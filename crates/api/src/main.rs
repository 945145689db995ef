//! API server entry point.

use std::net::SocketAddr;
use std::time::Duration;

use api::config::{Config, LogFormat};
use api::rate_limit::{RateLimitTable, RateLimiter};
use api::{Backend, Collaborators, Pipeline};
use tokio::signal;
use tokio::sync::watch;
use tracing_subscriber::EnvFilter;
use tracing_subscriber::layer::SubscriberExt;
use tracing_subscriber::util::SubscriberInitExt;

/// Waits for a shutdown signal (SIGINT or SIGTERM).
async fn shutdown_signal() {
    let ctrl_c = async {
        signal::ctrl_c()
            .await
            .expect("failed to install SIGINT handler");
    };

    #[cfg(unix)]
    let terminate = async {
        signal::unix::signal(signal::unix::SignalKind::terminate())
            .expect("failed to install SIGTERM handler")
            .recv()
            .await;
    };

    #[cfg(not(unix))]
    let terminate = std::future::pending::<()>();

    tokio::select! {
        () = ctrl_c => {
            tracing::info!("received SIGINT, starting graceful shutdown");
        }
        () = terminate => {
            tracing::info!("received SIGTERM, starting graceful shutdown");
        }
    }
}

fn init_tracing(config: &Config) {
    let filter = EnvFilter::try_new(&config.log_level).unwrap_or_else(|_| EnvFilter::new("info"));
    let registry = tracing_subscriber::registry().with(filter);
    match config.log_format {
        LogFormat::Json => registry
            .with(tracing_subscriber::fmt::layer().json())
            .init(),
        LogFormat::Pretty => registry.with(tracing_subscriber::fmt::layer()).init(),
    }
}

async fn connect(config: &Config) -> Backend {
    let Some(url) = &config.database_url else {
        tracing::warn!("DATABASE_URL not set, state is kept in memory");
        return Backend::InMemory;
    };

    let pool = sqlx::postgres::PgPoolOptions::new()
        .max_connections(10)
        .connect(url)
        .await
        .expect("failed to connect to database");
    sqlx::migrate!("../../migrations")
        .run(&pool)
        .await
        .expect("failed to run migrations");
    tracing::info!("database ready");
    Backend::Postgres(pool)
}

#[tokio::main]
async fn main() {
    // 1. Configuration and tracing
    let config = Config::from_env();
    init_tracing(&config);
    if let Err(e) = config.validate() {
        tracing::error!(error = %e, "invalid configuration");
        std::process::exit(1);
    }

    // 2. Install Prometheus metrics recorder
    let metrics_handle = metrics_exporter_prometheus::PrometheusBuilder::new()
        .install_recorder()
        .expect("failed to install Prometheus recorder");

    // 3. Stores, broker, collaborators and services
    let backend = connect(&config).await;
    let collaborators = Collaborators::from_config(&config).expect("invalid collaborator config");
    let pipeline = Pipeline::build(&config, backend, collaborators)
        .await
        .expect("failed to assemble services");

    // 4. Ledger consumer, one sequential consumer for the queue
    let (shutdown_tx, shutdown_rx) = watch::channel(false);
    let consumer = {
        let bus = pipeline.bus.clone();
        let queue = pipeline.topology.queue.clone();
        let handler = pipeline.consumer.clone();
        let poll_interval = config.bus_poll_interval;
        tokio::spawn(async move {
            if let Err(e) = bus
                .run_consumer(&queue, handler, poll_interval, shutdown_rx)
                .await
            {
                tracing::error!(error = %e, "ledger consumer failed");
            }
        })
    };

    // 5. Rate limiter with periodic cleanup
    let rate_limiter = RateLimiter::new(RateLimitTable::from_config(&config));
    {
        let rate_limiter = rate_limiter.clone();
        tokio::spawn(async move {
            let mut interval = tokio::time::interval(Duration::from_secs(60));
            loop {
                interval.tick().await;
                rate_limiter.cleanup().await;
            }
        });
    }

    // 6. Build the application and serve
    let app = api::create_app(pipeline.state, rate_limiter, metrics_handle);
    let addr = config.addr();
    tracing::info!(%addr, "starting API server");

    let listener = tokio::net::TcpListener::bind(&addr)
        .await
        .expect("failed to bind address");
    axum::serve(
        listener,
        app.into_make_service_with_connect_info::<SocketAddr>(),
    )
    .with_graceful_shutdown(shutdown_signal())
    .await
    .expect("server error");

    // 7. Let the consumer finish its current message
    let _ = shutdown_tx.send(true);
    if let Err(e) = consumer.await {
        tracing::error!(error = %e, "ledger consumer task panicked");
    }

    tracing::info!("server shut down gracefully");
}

•••••

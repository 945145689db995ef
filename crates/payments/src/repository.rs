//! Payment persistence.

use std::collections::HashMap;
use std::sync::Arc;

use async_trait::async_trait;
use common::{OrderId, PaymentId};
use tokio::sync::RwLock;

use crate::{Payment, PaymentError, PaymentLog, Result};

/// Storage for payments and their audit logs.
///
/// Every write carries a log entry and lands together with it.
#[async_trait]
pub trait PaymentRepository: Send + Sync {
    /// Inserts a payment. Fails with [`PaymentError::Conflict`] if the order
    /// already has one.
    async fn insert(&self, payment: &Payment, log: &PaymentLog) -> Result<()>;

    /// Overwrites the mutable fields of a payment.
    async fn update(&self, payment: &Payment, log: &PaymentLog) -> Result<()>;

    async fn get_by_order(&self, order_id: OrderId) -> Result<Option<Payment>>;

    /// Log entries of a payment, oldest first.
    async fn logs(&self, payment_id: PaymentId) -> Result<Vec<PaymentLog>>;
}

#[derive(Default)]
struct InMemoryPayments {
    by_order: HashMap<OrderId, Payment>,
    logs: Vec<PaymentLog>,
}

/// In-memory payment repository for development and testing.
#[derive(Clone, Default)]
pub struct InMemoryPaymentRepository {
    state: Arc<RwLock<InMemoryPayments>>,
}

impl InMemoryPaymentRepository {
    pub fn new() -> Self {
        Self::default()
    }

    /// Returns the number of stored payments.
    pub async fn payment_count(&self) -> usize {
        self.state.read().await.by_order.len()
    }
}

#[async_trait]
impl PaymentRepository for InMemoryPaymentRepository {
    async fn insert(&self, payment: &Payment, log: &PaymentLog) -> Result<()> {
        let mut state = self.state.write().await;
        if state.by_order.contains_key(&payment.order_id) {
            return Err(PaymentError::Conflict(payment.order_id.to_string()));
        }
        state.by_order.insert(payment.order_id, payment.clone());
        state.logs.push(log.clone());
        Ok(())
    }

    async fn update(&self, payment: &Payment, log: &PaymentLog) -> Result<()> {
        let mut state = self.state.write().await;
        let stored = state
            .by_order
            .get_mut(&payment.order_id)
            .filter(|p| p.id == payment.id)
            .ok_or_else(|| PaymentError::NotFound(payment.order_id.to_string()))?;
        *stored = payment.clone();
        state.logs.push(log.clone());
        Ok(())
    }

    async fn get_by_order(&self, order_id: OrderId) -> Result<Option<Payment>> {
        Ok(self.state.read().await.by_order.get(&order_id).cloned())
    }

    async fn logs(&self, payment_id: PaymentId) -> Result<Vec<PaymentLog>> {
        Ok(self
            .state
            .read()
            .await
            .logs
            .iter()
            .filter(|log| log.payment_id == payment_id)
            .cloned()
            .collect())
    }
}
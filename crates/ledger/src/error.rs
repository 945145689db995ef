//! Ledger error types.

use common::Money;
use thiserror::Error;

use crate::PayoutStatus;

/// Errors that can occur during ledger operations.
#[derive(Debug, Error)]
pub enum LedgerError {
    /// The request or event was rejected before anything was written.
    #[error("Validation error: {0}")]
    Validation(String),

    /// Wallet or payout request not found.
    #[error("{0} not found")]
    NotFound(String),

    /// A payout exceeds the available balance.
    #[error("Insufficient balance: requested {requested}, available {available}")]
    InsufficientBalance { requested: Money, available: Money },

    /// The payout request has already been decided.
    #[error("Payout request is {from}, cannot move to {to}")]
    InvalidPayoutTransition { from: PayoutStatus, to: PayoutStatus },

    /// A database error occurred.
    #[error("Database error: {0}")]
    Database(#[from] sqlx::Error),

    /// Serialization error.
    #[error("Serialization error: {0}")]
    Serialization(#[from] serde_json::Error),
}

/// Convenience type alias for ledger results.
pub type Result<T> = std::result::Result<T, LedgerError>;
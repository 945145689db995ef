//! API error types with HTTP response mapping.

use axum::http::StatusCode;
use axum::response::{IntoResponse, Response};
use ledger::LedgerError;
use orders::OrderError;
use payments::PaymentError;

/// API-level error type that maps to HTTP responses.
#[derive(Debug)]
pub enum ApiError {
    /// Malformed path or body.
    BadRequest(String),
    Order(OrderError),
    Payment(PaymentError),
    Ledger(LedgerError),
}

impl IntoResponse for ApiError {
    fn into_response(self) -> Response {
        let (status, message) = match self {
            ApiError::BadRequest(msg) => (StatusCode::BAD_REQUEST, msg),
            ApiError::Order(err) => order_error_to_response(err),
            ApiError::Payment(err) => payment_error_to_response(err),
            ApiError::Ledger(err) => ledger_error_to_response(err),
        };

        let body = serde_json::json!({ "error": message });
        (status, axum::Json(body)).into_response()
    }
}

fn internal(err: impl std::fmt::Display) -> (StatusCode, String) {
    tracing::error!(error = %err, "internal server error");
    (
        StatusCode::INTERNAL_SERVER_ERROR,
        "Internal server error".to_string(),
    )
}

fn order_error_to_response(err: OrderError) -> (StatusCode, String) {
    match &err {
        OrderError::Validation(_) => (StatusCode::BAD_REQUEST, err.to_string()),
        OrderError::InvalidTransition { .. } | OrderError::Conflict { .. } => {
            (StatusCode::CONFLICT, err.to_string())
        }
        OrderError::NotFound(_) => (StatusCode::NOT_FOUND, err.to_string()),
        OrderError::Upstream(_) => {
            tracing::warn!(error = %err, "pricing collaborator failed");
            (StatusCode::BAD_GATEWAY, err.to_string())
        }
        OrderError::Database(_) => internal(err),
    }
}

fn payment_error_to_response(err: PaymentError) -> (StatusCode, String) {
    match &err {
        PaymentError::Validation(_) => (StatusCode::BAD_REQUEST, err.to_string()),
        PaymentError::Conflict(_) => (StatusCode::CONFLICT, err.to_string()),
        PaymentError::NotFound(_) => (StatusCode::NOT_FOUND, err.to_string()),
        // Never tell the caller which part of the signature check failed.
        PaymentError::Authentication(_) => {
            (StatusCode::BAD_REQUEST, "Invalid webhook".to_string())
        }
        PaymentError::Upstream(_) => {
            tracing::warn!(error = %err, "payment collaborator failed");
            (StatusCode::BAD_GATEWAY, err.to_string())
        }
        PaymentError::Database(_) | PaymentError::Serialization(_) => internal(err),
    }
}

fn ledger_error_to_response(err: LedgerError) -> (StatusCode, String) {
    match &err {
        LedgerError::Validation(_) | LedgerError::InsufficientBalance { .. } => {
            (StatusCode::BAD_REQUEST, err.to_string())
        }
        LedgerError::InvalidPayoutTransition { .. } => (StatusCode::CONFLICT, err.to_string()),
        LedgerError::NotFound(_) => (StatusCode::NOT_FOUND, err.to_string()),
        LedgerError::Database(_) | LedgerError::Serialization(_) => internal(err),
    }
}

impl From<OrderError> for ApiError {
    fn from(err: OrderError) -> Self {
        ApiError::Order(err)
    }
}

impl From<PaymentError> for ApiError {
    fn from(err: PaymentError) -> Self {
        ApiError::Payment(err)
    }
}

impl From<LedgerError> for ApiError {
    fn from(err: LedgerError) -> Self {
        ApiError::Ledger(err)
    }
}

•••••

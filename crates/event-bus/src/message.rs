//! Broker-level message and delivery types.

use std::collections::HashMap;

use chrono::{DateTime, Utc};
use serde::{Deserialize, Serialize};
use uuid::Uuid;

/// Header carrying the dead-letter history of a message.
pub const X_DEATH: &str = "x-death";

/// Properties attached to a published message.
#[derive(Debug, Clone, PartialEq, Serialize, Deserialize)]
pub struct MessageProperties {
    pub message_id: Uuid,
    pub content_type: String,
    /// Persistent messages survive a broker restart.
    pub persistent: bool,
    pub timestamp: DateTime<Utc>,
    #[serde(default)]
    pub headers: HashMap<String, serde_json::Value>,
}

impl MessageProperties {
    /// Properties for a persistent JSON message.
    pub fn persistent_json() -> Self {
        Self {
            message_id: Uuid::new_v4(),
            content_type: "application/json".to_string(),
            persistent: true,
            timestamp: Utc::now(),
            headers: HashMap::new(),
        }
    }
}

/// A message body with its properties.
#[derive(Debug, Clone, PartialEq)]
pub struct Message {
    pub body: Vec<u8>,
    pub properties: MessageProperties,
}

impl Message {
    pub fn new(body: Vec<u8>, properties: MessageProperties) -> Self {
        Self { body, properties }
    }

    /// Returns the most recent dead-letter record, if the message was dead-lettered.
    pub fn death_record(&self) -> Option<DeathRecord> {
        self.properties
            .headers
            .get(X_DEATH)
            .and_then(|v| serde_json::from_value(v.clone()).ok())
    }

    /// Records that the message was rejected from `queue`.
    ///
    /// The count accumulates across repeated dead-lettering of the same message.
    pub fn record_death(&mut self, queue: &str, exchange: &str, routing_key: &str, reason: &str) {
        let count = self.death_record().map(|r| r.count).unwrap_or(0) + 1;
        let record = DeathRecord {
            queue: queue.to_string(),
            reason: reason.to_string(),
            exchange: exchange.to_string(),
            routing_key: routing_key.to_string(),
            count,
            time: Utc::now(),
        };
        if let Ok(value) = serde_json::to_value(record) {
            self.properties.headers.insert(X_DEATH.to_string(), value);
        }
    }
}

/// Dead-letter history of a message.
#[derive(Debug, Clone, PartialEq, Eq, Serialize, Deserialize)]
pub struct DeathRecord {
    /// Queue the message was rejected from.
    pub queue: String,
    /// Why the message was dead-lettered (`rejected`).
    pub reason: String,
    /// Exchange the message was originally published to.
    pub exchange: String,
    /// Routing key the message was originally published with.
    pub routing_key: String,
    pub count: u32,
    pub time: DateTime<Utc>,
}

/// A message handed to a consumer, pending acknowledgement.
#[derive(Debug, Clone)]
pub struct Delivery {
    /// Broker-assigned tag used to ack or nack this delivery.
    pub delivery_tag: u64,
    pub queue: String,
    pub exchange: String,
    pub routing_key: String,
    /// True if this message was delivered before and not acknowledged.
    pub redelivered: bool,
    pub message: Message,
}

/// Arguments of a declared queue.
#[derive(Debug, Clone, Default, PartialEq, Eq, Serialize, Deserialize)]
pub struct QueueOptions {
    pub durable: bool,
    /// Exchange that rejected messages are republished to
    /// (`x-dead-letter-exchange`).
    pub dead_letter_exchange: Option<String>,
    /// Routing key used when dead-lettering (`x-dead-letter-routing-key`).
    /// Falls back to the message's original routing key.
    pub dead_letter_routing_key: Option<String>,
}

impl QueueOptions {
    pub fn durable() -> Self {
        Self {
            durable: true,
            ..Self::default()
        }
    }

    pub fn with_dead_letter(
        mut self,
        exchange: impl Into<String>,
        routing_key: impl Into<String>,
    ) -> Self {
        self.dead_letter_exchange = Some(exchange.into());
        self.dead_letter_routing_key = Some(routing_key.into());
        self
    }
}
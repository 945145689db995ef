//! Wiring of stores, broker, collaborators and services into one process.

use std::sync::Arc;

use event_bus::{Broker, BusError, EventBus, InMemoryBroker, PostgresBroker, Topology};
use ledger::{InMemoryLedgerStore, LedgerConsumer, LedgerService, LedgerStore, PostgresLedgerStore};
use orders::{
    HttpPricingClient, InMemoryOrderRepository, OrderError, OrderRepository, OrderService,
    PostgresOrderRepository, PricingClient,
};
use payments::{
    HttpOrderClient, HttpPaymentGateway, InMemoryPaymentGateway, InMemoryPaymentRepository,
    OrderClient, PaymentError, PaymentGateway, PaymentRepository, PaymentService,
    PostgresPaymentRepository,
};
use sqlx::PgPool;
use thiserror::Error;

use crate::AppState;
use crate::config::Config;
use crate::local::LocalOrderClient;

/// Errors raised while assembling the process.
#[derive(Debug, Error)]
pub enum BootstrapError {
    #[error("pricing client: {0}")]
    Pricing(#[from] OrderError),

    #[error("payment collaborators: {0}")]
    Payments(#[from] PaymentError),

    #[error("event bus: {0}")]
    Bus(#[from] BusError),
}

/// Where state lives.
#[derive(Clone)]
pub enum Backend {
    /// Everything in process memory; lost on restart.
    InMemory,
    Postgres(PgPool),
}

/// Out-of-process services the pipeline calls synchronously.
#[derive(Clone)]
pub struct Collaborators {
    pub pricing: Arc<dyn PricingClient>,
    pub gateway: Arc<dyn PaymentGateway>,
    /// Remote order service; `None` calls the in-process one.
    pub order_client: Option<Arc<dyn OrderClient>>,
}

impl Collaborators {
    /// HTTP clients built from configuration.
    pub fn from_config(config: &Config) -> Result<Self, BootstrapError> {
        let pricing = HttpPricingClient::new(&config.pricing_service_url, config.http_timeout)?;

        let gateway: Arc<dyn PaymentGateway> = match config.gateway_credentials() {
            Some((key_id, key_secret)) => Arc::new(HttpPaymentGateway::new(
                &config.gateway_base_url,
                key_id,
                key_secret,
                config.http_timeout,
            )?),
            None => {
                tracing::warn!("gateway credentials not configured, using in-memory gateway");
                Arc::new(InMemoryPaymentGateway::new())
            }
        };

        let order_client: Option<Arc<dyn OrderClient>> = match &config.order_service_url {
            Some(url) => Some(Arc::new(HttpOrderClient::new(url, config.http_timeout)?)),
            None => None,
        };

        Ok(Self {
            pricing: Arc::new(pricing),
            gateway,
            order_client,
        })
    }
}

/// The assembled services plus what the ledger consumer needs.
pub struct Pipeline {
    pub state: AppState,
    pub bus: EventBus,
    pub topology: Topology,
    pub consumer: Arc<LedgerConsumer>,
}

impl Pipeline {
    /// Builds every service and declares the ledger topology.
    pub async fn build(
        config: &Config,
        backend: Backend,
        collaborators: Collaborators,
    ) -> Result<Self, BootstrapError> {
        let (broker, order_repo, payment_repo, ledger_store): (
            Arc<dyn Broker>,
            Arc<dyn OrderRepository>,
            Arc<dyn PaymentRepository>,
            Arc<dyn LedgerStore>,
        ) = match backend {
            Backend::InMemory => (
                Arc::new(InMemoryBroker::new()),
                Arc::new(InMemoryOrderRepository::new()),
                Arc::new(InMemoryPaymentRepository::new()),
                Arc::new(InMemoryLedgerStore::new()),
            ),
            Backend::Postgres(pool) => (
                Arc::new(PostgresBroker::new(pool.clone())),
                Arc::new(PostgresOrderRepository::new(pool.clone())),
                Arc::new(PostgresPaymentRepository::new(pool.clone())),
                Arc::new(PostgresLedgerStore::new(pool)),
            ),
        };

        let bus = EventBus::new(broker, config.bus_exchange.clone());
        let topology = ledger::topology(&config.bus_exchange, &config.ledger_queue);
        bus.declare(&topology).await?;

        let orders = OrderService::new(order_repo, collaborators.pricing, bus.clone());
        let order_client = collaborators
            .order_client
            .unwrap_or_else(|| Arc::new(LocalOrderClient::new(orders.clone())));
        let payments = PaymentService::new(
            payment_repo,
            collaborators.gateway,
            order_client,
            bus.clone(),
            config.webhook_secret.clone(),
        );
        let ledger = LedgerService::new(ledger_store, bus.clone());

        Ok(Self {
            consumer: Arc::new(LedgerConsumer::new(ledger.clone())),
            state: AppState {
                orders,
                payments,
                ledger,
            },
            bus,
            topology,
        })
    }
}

•••••

- **Task item**: Taking the lines above, repeat exactly those from the line that contains "filename crates/api/src/main.rs" through the line that contains "let ctrl_c = async", and both of those lines as well. Include nothing else.

- **The answer**:
filename crates/api/src/main.rs
repository 945145689db995ef
//! API server entry point.

use std::net::SocketAddr;
use std::time::Duration;

use api::config::{Config, LogFormat};
use api::rate_limit::{RateLimitTable, RateLimiter};
use api::{Backend, Collaborators, Pipeline};
use tokio::signal;
use tokio::sync::watch;
use tracing_subscriber::EnvFilter;
use tracing_subscriber::layer::SubscriberExt;
use tracing_subscriber::util::SubscriberInitExt;

/// Waits for a shutdown signal (SIGINT or SIGTERM).
async fn shutdown_signal() {
    let ctrl_c = async {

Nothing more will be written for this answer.